Cars I should never have bought, part 4
1977 Daimler Vanden Plas
Dutch forger Han Van Meegeren noted that the secret of forgeries is to create something that people have been expecting to find. In his case, it was religious Vermeer paintings that should have been part of the artist’s canon, but seemed to be missing. Van Meegeren painted seven in the 1930s (and quite a few other Dutch works) and wasn’t caught until one of his forged Vermeers was found in the collection of Hermann Goering after WW II.
In my case, it was a left-hand drive, 4-speed and overdrive Daimler Vanden Plas at a Russo & Steele auction in Scottsdale in 2009. The Daimler Sovereign was a fancy version of the Jaguar XJ6 and the Vanden Plas was the highest trim level, beloved of government figures in the 1970s. There were a number of 4-speed Daimlers and Jaguar XJs in the UK, but none imported to the U.S. Any LHD 4-speed cars would have been sold in Europe and undoubtedly have perished from rust by now. I’d never heard of any LHD Daimlers, let alone LHD stick models. Which should have been a clue.
The dark gray metallic, tan leather sedan didn’t sell at auction (nobody knew what it was) and I bought it afterward for $12,500, indicating 31,000 miles. It came with complete provenance, including all bills of sale, tax discs, extensive records and books, and had been consigned by a friend of mine, also a journalist. It started and ran well, though the air conditioning did not blow cold and the medium- and long-wave UK radio picked up local stations I didn’t know existed.
Wisely, I shipped it home from Arizona, and subsequent calculations indicated it would not quite have made it to Reno, had I driven. Once unloaded in Portland it proved a joy to drive, and had XJ6s been sold in the U.S. with 4-speeds, I believe most would still be on the road.
The car was sold new to the owner of the Bute Court Hotel in Torquay, Devon (think Fawlty Towers), who owned it for two years, then sold it to one E. George in Surrey. He owned it from 1979-2005, though it was mostly in storage. To my surprise, Hurst Park Motors, who bought it out of storage in 2005, was only about four miles from where I grew up, west of London. I called them, and they remembered the car, though in their records it was brown with RHD and automatic. The VIN confirmed the RHD configuration. They had painted the car dark gray metallic and sold it to D. Pearce. Clearly, I needed to find him.
Pearce finally replied to my emails, piqued that the car had been flipped. He was an English electronics whiz who was working in Las Vegas and had planned to retire there. He wanted to bring his car, but it was RHD and automatic. So Pearce bought a rusty LHD XJ6 parts car in Switzerland and trailered it home to Surrey. He bought a 4-speed/overdrive transmission, all the linkages and pedal box from a crashed J6 coupe in England and spent the next 18 months and about $10,000 converting his $17,000 Daimler to LHD and a four-speed, rewiring the car (he was an electrician) and fitting a mirror-image, custom-made Burl Maplewood dash.
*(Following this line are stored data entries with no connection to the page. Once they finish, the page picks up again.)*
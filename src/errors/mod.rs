// SPDX-License-Identifier: MIT OR Apache-2.0
// Copyright (c) 2025 climprep contributors

//! Error types for recipe loading, resolution and building
//!
//! Errors fall in two families. Resolution errors describe the recipe graph
//! itself and abort a run before anything is built. Build errors belong to a
//! single target; the driver records them and carries on with independent
//! targets.

mod recovery;

pub use recovery::RecoverySuggestion;

use miette::Diagnostic;
use std::path::PathBuf;
use thiserror::Error;

use crate::dataset::DatasetError;
use crate::recipe::ChainKind;

/// Result type for climprep operations
pub type PrepResult<T> = Result<T, PrepError>;

/// Main error type for climprep
#[derive(Error, Debug, Diagnostic)]
pub enum PrepError {
    // ─────────────────────────────────────────────────────────────────────────
    // Recipe Errors
    // ─────────────────────────────────────────────────────────────────────────
    #[error("Recipe file not found: {path}")]
    #[diagnostic(
        code(climprep::recipe_not_found),
        help("Pass a path to a recipe, or a file name inside --config-dir")
    )]
    RecipeNotFound { path: PathBuf },

    #[error("Failed to read recipe '{path}': {error}")]
    #[diagnostic(code(climprep::recipe_read_error))]
    RecipeReadError { path: PathBuf, error: String },

    #[error("Invalid recipe: {reason}")]
    #[diagnostic(code(climprep::invalid_recipe))]
    InvalidRecipe {
        reason: String,
        #[help]
        help: Option<String>,
    },

    // ─────────────────────────────────────────────────────────────────────────
    // Resolution Errors
    // ─────────────────────────────────────────────────────────────────────────
    #[error("Unknown target '{target}'")]
    #[diagnostic(
        code(climprep::unknown_target),
        help("Declare '{target}' under 'prepare', or build it into the store first")
    )]
    UnknownTarget {
        target: String,
        referenced_by: Option<String>,
    },

    #[error("Cyclic dependency: {}", cycle.join(" -> "))]
    #[diagnostic(
        code(climprep::cyclic_dependency),
        help("Review the 'prepared' references of these targets to remove the cycle")
    )]
    CyclicDependency { cycle: Vec<String> },

    // ─────────────────────────────────────────────────────────────────────────
    // Build Errors
    // ─────────────────────────────────────────────────────────────────────────
    #[error("Target '{target}': unknown transform '{step}' ({chain} step {position})")]
    #[diagnostic(
        code(climprep::unknown_transform),
        help("Run 'climprep transforms' to list the registered step names")
    )]
    UnknownTransform {
        target: String,
        step: String,
        chain: ChainKind,
        position: usize,
    },

    #[error("Target '{target}': transform '{step}' ({chain} step {position}) failed: {cause}")]
    #[diagnostic(code(climprep::transform_failed))]
    TransformFailed {
        target: String,
        step: String,
        chain: ChainKind,
        position: usize,
        cause: String,
    },

    #[error("Target '{target}': failed to combine inputs by {mode}")]
    #[diagnostic(
        code(climprep::combine_failed),
        help("Inputs must agree on shared dimensions; check 'combine' and 'preprocess'")
    )]
    CombineFailed {
        target: String,
        mode: String,
        #[source]
        source: DatasetError,
    },

    #[error("No opener registered for collection '{collection}'")]
    #[diagnostic(code(climprep::opener_not_found), help("Available openers: {available}"))]
    OpenerNotFound {
        collection: String,
        available: String,
    },

    #[error("Failed to open group '{group}' of '{collection}': {reason}")]
    #[diagnostic(code(climprep::open_failed))]
    OpenFailed {
        collection: String,
        group: String,
        reason: String,
    },

    // ─────────────────────────────────────────────────────────────────────────
    // Store Errors
    // ─────────────────────────────────────────────────────────────────────────
    #[error("Artifact store error for '{key}': {message}")]
    #[diagnostic(code(climprep::store_io))]
    StoreIo { key: String, message: String },

    // ─────────────────────────────────────────────────────────────────────────
    // IO/System Errors
    // ─────────────────────────────────────────────────────────────────────────
    #[error("IO error: {message}")]
    #[diagnostic(code(climprep::io_error))]
    Io { message: String },

    #[error("YAML parsing error: {message}")]
    #[diagnostic(code(climprep::yaml_error))]
    Yaml { message: String },

    #[error("JSON parsing error: {message}")]
    #[diagnostic(code(climprep::json_error))]
    Json { message: String },

    #[error("TOML parsing error: {message}")]
    #[diagnostic(code(climprep::toml_error))]
    Toml { message: String },

    #[error("Glob pattern error: {message}")]
    #[diagnostic(code(climprep::glob_error))]
    GlobPattern { message: String },
}

impl From<std::io::Error> for PrepError {
    fn from(e: std::io::Error) -> Self {
        Self::Io { message: e.to_string() }
    }
}

impl From<serde_yaml::Error> for PrepError {
    fn from(e: serde_yaml::Error) -> Self {
        Self::Yaml { message: e.to_string() }
    }
}

impl From<serde_json::Error> for PrepError {
    fn from(e: serde_json::Error) -> Self {
        Self::Json { message: e.to_string() }
    }
}

impl From<toml::de::Error> for PrepError {
    fn from(e: toml::de::Error) -> Self {
        Self::Toml { message: e.to_string() }
    }
}

impl From<glob::PatternError> for PrepError {
    fn from(e: glob::PatternError) -> Self {
        Self::GlobPattern { message: e.to_string() }
    }
}

impl PrepError {
    /// Structural errors in the recipe graph; these abort a whole run.
    pub fn is_resolution_error(&self) -> bool {
        matches!(
            self,
            Self::UnknownTarget { .. } | Self::CyclicDependency { .. }
        )
    }

    /// Build a store error for a key
    pub fn store_io(key: impl ToString, message: impl ToString) -> Self {
        Self::StoreIo {
            key: key.to_string(),
            message: message.to_string(),
        }
    }

    /// Matching recovery suggestion, if there is a useful one
    pub fn recovery(&self) -> Option<RecoverySuggestion> {
        match self {
            Self::CyclicDependency { cycle } => {
                Some(RecoverySuggestion::fix_cyclic_dependency(cycle))
            }
            Self::UnknownTarget {
                target,
                referenced_by,
            } => Some(RecoverySuggestion::declare_target(
                target,
                referenced_by.as_deref(),
            )),
            Self::UnknownTransform { step, target, .. } => {
                Some(RecoverySuggestion::register_transform(step, target))
            }
            Self::RecipeNotFound { path } => Some(RecoverySuggestion::locate_recipe(path)),
            _ => None,
        }
    }
}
When he was done, he took a shakedown trip to the South of France, then shipped the car to Las Vegas. However his retirement plans were complicated by the fact his wife and children didn’t like Vegas and went back to England. He decided to shed all his effects and reconsider his future.
So the car was a real car, but not a factory job. In other words, it had a story, not what you want to hear, however interesting. The Daimler then proceeded to deliver the average Jaguar ownership experience. First, the fuel pumps failed, one at a time. Had the car been a 1976 model, they would have been in the trunk by the spare wheel – a 10-minute job. In 1977 they were relocated inside the twin fuel tanks, which had to be drained. Then the engine was reluctant to run when warmed up, and produced little power when it did. The carburetors were an unusual SU, not sold in the U.S., vertically stacked like a Stromberg. So nobody would know how to adjust or rebuild them.
Well, almost nobody. Luckily, my friend Ray Nierlich in Salinas, Calif., used to be Dr. Jaguar in Huntington Beach for 25 years. He had actually worked on one of the two or three 4-speed LHD XJS’s in the U.S. His analysis of the car was not encouraging, with many parts dying of old age and the motor apparently having suffered a blown head gasket years before, which was why it was laid up for so long. It had been quickly slapped back together and was “one hill away” from blowing the head gasket again. The lack of power was due to the carburetor needle seats having worked loose and supplying as much fuel as they felt like, irrespective of the throttle setting. Other problems involved the radiator, steering, air-conditioning and disastrous cold-start switch.
Ray has been fitting the car in around his restoration schedule and it has been massively overhauled. The car should be ready this winter, and one thing you can be sure of, it’s going to be driven until it drops. None of this trailer queen stuff. The moral of the story? If something seems too good to be true, it most likely is.